Dalam akun Instagramnya, Aliansi BEM Seluruh Indonesia (BEM SI) mengajak seluruh mahasiswa di Indonesia untuk mengikuti Aksi Nasional pada Kamis (08/10) dengan titik aksi di Istana Negara Jakarta. Aksi unjuk rasa tersebut merupakan bentuk penolakan terhadap Omnibus Law UU Cipta Kerja yang disahkan oleh Dewan Perwakilan Rakyat (DPR) dalam sidang paripurna pada Senin (05/10). “Kami menuntut Presiden Joko Widodo untuk mengeluarkan Peraturan Pemerintah Pengganti Undang-undangan (Perppu). Fokus kami, bagaimana Presiden menolak dulu,” jelas Koordinator BEM SI pada Tirto.id.

Terdapat beberapa alasan yang menyebabkan penolakan terhadap pengesahan UU Cipta Kerja ini. Pertama, tata cara pembentukan UU yang dinilai cacat prosedur. “05 Oktober 2020 menjadi hari duka dan penghianatan sekaligus jadi simbol atas matinya hati nurani para Dewan Perwakilan Rakyat terhadap rakyat Indonesia dengan disahkannya Omnibus Law menjadi sebuah Undang-Undang di tengah kondisi negeri yang sedang sakit,” tulis BEM SI dalam akun Instagramnya.

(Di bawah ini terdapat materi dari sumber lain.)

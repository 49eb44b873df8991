use chrono::{DateTime, Utc};
use rust_decimal::Decimal;
use serde::{Deserialize, Serialize};
use uuid::Uuid;

use crate::domain::request::RequestId;

#[derive(Clone, Debug, PartialEq, Eq, Hash, Serialize, Deserialize)]
pub struct DecisionId(pub String);

/// The approval stage a decision was taken at.
#[derive(Clone, Copy, Debug, PartialEq, Eq, Serialize, Deserialize)]
#[serde(rename_all = "snake_case")]
pub enum ApprovalLevel {
    Manager,
    Finance,
}

impl ApprovalLevel {
    pub fn as_i64(&self) -> i64 {
        match self {
            Self::Manager => 1,
            Self::Finance => 2,
        }
    }

    pub fn parse(value: i64) -> Option<Self> {
        match value {
            1 => Some(Self::Manager),
            2 => Some(Self::Finance),
            _ => None,
        }
    }
}

#[derive(Clone, Copy, Debug, PartialEq, Eq, Serialize, Deserialize)]
#[serde(rename_all = "snake_case")]
pub enum DecisionAction {
    Submitted,
    Approved,
    Rejected,
    Cancelled,
}

impl DecisionAction {
    pub fn as_str(&self) -> &'static str {
        match self {
            Self::Submitted => "submitted",
            Self::Approved => "approved",
            Self::Rejected => "rejected",
            Self::Cancelled => "cancelled",
        }
    }

    pub fn parse(value: &str) -> Option<Self> {
        match value.trim().to_ascii_lowercase().as_str() {
            "submitted" => Some(Self::Submitted),
            "approved" => Some(Self::Approved),
            "rejected" => Some(Self::Rejected),
            "cancelled" => Some(Self::Cancelled),
            _ => None,
        }
    }
}

/// One immutable row of the approval audit log.
///
/// `request_amount` and `remaining_budget` snapshot the request total and
/// the department's available budget immediately after the decision, so
/// the full financial context of every event can be reconstructed later.
#[derive(Clone, Debug, PartialEq, Eq, Serialize, Deserialize)]
pub struct ApprovalDecision {
    pub id: DecisionId,
    pub request_id: RequestId,
    pub level: ApprovalLevel,
    pub approver_id: String,
    pub action: DecisionAction,
    pub note: Option<String>,
    pub request_amount: Decimal,
    pub remaining_budget: Decimal,
    pub decided_at: DateTime<Utc>,
}

impl ApprovalDecision {
    pub fn record(
        request_id: RequestId,
        level: ApprovalLevel,
        approver_id: impl Into<String>,
        action: DecisionAction,
        note: Option<String>,
        request_amount: Decimal,
        remaining_budget: Decimal,
    ) -> Self {
        Self {
            id: DecisionId(Uuid::new_v4().to_string()),
            request_id,
            level,
            approver_id: approver_id.into(),
            action,
            note,
            request_amount,
            remaining_budget,
            decided_at: Utc::now(),
        }
    }
}

#[cfg(test)]
mod tests {
    use rust_decimal::Decimal;

    use super::{ApprovalDecision, ApprovalLevel, DecisionAction};
    use crate::domain::request::RequestId;

    #[test]
    fn level_round_trips_from_storage_encoding() {
        for level in [ApprovalLevel::Manager, ApprovalLevel::Finance] {
            assert_eq!(ApprovalLevel::parse(level.as_i64()), Some(level));
        }
        assert_eq!(ApprovalLevel::parse(3), None);
    }

    #[test]
    fn action_round_trips_from_storage_encoding() {
        let cases = [
            DecisionAction::Submitted,
            DecisionAction::Approved,
            DecisionAction::Rejected,
            DecisionAction::Cancelled,
        ];

        for action in cases {
            assert_eq!(DecisionAction::parse(action.as_str()), Some(action));
        }
    }

    #[test]
    fn record_snapshots_amount_and_remaining_budget() {
        let decision = ApprovalDecision::record(
            RequestId("req-1".to_string()),
            ApprovalLevel::Finance,
            "u-finance",
            DecisionAction::Approved,
            None,
            Decimal::new(300_000_00, 2),
            Decimal::new(700_000_00, 2),
        );

        assert_eq!(decision.level.as_i64(), 2);
        assert_eq!(decision.request_amount, Decimal::new(300_000_00, 2));
        assert_eq!(decision.remaining_budget, Decimal::new(700_000_00, 2));
        assert!(!decision.id.0.is_empty());
    }
}
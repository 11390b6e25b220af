//! Blue Papaya authentication subsystem.
//!
//! Authenticates end users with local credentials or Google OAuth, issues
//! and rotates short-lived access tokens and longer-lived refresh tokens,
//! and coordinates state between the user store and the session cache.
//!
//! # Architecture
//!
//! The [`AuthService`] orchestrates every flow and owns all transactional
//! and rotation logic. Its collaborators sit behind capability traits so
//! the service can be tested with in-memory fakes:
//!
//! - [`UserStore`](store::UserStore) - relational user records with
//!   transaction scopes
//! - [`SessionCache`](cache::SessionCache) - TTL key/value storage for
//!   refresh tokens and OAuth anti-forgery state
//! - [`TokenIssuer`](token::TokenIssuer) - password hashing and JWT
//!   issuance
//! - [`GoogleClient`](oauth::GoogleClient) - the OAuth authorization-code
//!   exchange and profile fetch
//!
//! The [`ServiceLocator`](locator::ServiceLocator) lazily builds the
//! service at the composition root; with dependencies missing it hands out
//! a degraded instance that fails every operation with a classified error
//! instead of panicking.

#![cfg_attr(not(test), forbid(unsafe_code))]

pub mod cache;
pub mod config;
pub mod error;
pub mod locator;
pub mod models;
pub mod oauth;
pub mod service;
pub mod store;
pub mod token;

pub use error::{AuthError, ErrorKind};
pub use locator::ServiceLocator;
pub use models::{AuthResult, SignInParams, SignUpParams, TokenPair, User};
pub use service::{AuthDeps, AuthService};
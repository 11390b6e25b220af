//! `PostgreSQL` implementation of the user store.
//!
//! # Database: `bp_auth`
//!
//! ## Tables
//!
//! - `auth.users` - user identities for local and Google sign-in
//!
//! Queries are bound at runtime (no compile-time database required).
//! Refresh tokens and OAuth state never touch this database; they live in
//! the session cache.

use std::time::Duration;

use async_trait::async_trait;
use blue_papaya_core::{AuthProvider, Email, Role, UserId};
use chrono::{DateTime, Utc};
use secrecy::ExposeSecret;
use sqlx::postgres::PgPoolOptions;
use sqlx::{PgPool, Postgres, Row, Transaction};

use super::{StoreError, UserStore, UserTxn};
use crate::models::User;

/// Create a `PostgreSQL` connection pool with sensible defaults.
///
/// # Errors
///
/// Returns `sqlx::Error` if the connection cannot be established.
pub async fn create_pool(database_url: &secrecy::SecretString) -> Result<PgPool, sqlx::Error> {
    PgPoolOptions::new()
        .max_connections(10)
        .min_connections(2)
        .acquire_timeout(Duration::from_secs(10))
        .connect(database_url.expose_secret())
        .await
}

/// User store backed by `PostgreSQL`.
#[derive(Clone)]
pub struct PgUserStore {
    pool: PgPool,
}

impl PgUserStore {
    /// Create a new store over an existing pool.
    #[must_use]
    pub const fn new(pool: PgPool) -> Self {
        Self { pool }
    }
}

const SELECT_USER: &str = "SELECT id, name, email, password_hash, provider, provider_id, \
     role, created_at, updated_at FROM auth.users";

fn user_from_row(row: &sqlx::postgres::PgRow) -> Result<User, StoreError> {
    let provider: String = row.try_get("provider")?;
    let role: String = row.try_get("role")?;

    Ok(User {
        id: row.try_get("id")?,
        name: row.try_get("name")?,
        email: row.try_get("email")?,
        password_hash: row.try_get("password_hash")?,
        provider: provider
            .parse::<AuthProvider>()
            .map_err(|e| StoreError::DataCorruption(e.to_string()))?,
        provider_id: row.try_get("provider_id")?,
        role: role
            .parse::<Role>()
            .map_err(|e| StoreError::DataCorruption(e.to_string()))?,
        created_at: row.try_get("created_at")?,
        updated_at: row.try_get("updated_at")?,
    })
}

fn map_unique_violation(e: sqlx::Error) -> StoreError {
    if let sqlx::Error::Database(ref db_err) = e
        && db_err.is_unique_violation()
    {
        // Constraint names ("users_email_key", "users_name_key") let the
        // service tell which identity collided.
        let constraint = db_err.constraint().unwrap_or("unique constraint");
        return StoreError::Conflict(constraint.to_string());
    }
    StoreError::Database(e)
}

#[async_trait]
impl UserStore for PgUserStore {
    async fn name_exists(&self, name: &str) -> Result<bool, StoreError> {
        let exists: bool =
            sqlx::query_scalar("SELECT EXISTS(SELECT 1 FROM auth.users WHERE name = $1)")
                .bind(name)
                .fetch_one(&self.pool)
                .await?;
        Ok(exists)
    }

    async fn email_exists(&self, email: &Email) -> Result<bool, StoreError> {
        let exists: bool =
            sqlx::query_scalar("SELECT EXISTS(SELECT 1 FROM auth.users WHERE email = $1)")
                .bind(email)
                .fetch_one(&self.pool)
                .await?;
        Ok(exists)
    }

    async fn find_by_email(&self, email: &Email) -> Result<Option<User>, StoreError> {
        let row = sqlx::query(&format!("{SELECT_USER} WHERE email = $1"))
            .bind(email)
            .fetch_optional(&self.pool)
            .await?;

        row.as_ref().map(user_from_row).transpose()
    }

    async fn begin(&self) -> Result<Box<dyn UserTxn>, StoreError> {
        let tx = self.pool.begin().await?;
        Ok(Box::new(PgUserTxn { tx }))
    }
}

/// A live `PostgreSQL` transaction.
///
/// sqlx rolls back on drop, which is what gives [`UserTxn`]'s
/// rollback-on-early-return guarantee.
struct PgUserTxn {
    tx: Transaction<'static, Postgres>,
}

#[async_trait]
impl UserTxn for PgUserTxn {
    async fn insert_user(&mut self, user: &User) -> Result<(), StoreError> {
        sqlx::query(
            "INSERT INTO auth.users \
             (id, name, email, password_hash, provider, provider_id, role, created_at, updated_at) \
             VALUES ($1, $2, $3, $4, $5, $6, $7, $8, $9)",
        )
        .bind(user.id)
        .bind(&user.name)
        .bind(&user.email)
        .bind(&user.password_hash)
        .bind(user.provider.as_str())
        .bind(&user.provider_id)
        .bind(user.role.as_str())
        .bind(user.created_at)
        .bind(user.updated_at)
        .execute(&mut *self.tx)
        .await
        .map_err(map_unique_violation)?;

        Ok(())
    }

    async fn update_sign_in(
        &mut self,
        user_id: UserId,
        provider: AuthProvider,
        provider_id: Option<&str>,
        now: DateTime<Utc>,
    ) -> Result<(), StoreError> {
        let result = sqlx::query(
            "UPDATE auth.users SET provider = $1, provider_id = $2, updated_at = $3 WHERE id = $4",
        )
        .bind(provider.as_str())
        .bind(provider_id)
        .bind(now)
        .bind(user_id)
        .execute(&mut *self.tx)
        .await?;

        if result.rows_affected() == 0 {
            return Err(StoreError::NotFound);
        }

        Ok(())
    }

    async fn commit(self: Box<Self>) -> Result<(), StoreError> {
        self.tx.commit().await?;
        Ok(())
    }

    async fn rollback(self: Box<Self>) -> Result<(), StoreError> {
        self.tx.rollback().await?;
        Ok(())
    }
}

Hal serupa disampaikan oleh Rozi dan Aufa yang merupakan demonstran aksi tersebut yang tergabung dalam Aliansi Universitas Indonesia. Mereka menyatakan bahwa pembentukan UU ini dilakukan secara terburu-buru dan tertutup sehingga perlu dicurigai. “Jika memang Omnibus Law menguntungkan bagi masyarakat, kenapa partisipasi rakyat ditutup bahkan draft­-nya saja tidak disosialisasikan dan tidak dapat diakses oleh masyarakat?,” tutur Rozi.

Tak hanya itu, mereka juga menilai bahwa pasal-pasal dalam UU tersebut kontroversial. Aufa mengatakan bahwa terdapat pasal-pasal yang dapat memberangus hak-hak para buruh. Diwartakan oleh Tirto.id, pasal-pasal tersebut diantaranya adalah penghapusan Upah Minimum Kota/ Kabupaten sebagai dasar upah minimum pekerja (Pasal 88C), penghapusan inflasi dan biaya hidup sebagai pertimbangan penetapan upah minimum (Pasal 88D), dan juga mengubah ketentuan cuti dengan menghapus izin atau cuti khusus (Pasal 93 Ayat 2 UU Ketenagakerjaan).

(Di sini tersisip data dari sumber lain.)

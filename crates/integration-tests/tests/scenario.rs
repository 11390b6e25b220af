//! End-to-end account lifecycle for one user.

use blue_papaya_auth::cache::{SessionCache, refresh_token_key};
use blue_papaya_auth::models::{SignInParams, SignUpParams};
use blue_papaya_auth::{AuthError, AuthService};
use blue_papaya_core::{AuthProvider, Email};
use blue_papaya_integration_tests::Harness;

#[tokio::test]
async fn test_alice_lifecycle() {
    let h = Harness::default();
    let service = AuthService::new(h.deps.clone());

    // Sign up.
    let signup = service
        .sign_up(SignUpParams {
            name: "alice".to_string(),
            email: Email::parse("alice@x.com").unwrap(),
            password: "pw".to_string(),
        })
        .await
        .unwrap();
    assert!(signup.is_new_user);

    // Second sign-up with the same email is refused.
    let err = service
        .sign_up(SignUpParams {
            name: "alice2".to_string(),
            email: Email::parse("alice@x.com").unwrap(),
            password: "pw2".to_string(),
        })
        .await
        .unwrap_err();
    assert_eq!(err.code(), "email_exists");

    // Wrong password.
    let err = service
        .sign_in(SignInParams {
            email: Email::parse("alice@x.com").unwrap(),
            password: "wrong".to_string(),
        })
        .await
        .unwrap_err();
    assert_eq!(err.code(), "invalid_password");

    // Correct password: a fresh session with a new refresh token.
    let signin = service
        .sign_in(SignInParams {
            email: Email::parse("alice@x.com").unwrap(),
            password: "pw".to_string(),
        })
        .await
        .unwrap();
    assert!(!signin.is_new_user);
    assert_eq!(signin.user_id, signup.user_id);
    assert_ne!(signin.refresh_token, signup.refresh_token);

    // Sign out: the cache entry is gone and rotation is refused.
    let user_id = signup.user_id.to_string();
    service
        .sign_out(&user_id, AuthProvider::Local)
        .await
        .unwrap();
    assert_eq!(
        h.cache
            .get(&refresh_token_key(signup.user_id))
            .await
            .unwrap(),
        None
    );

    let err = service
        .refresh_token(&user_id, AuthProvider::Local, &signin.refresh_token)
        .await
        .unwrap_err();
    assert!(matches!(err, AuthError::NoRefreshToken));
}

Selain itu, Aufa menyebutkan tuntutan lainnya yang ia perjuangkan adalah perihal penghapusan beberapa ketentuan dalam UU No. 32 Tahun 2009 tentang Perlindungan dan Pengelolaan Lingkungan Hidup (PPLH). “Pertama, izin lingkungan diubah menjadi persetujuan dimana seharusnya orang meminta izin kepada negara dalam pembuatan perusahaan, diganti hanya sebatas persetujuan. Kedua, keterlibatan masyarakat dalam pembentukkan Amdal dipinggirkan,” jelasnya. Ia berpendapat bahwa hal tersebut dapat merusak sumber penghidupan masyarakat yang berasal dari lingkungan.

Lalu dikutip dari Suarasulsel.id, alasan mahasiswa menolak UU Cipta Kerja ini lantaran khawatir dengan hilangnya budaya leluhur yang ada pada pendidikan di Indonesia, karena budaya negara asing akan lebih mudah masuk ke dunia pendidikan.

Selanjutnya, kesulitan membayar  biaya pendidikan anak pun akan dirasakan oleh orang tua mahasiswa yang merupakan golongan menengah ke bawah. “Orang tua mahasiswa yang merupakan golongan menengah ke bawah akan terdampak, karena sistem pengupahan dalam Omnibus Law sesuai dengan jam kerja,” ucap Ihwan dalam artikel yang diterbitkan Suarasulsel.id. Ia pun turut menyampaikan bahwa UU Cipta Kerja juga tidak berpihak kepada masyarakat golongan menengah ke bawah. “Kami memahami bahwa UU ini tidak menguntungkan bagi masyarakat bawah, tetapi hanya menguntungkan kaum elite saja,” ujarnya.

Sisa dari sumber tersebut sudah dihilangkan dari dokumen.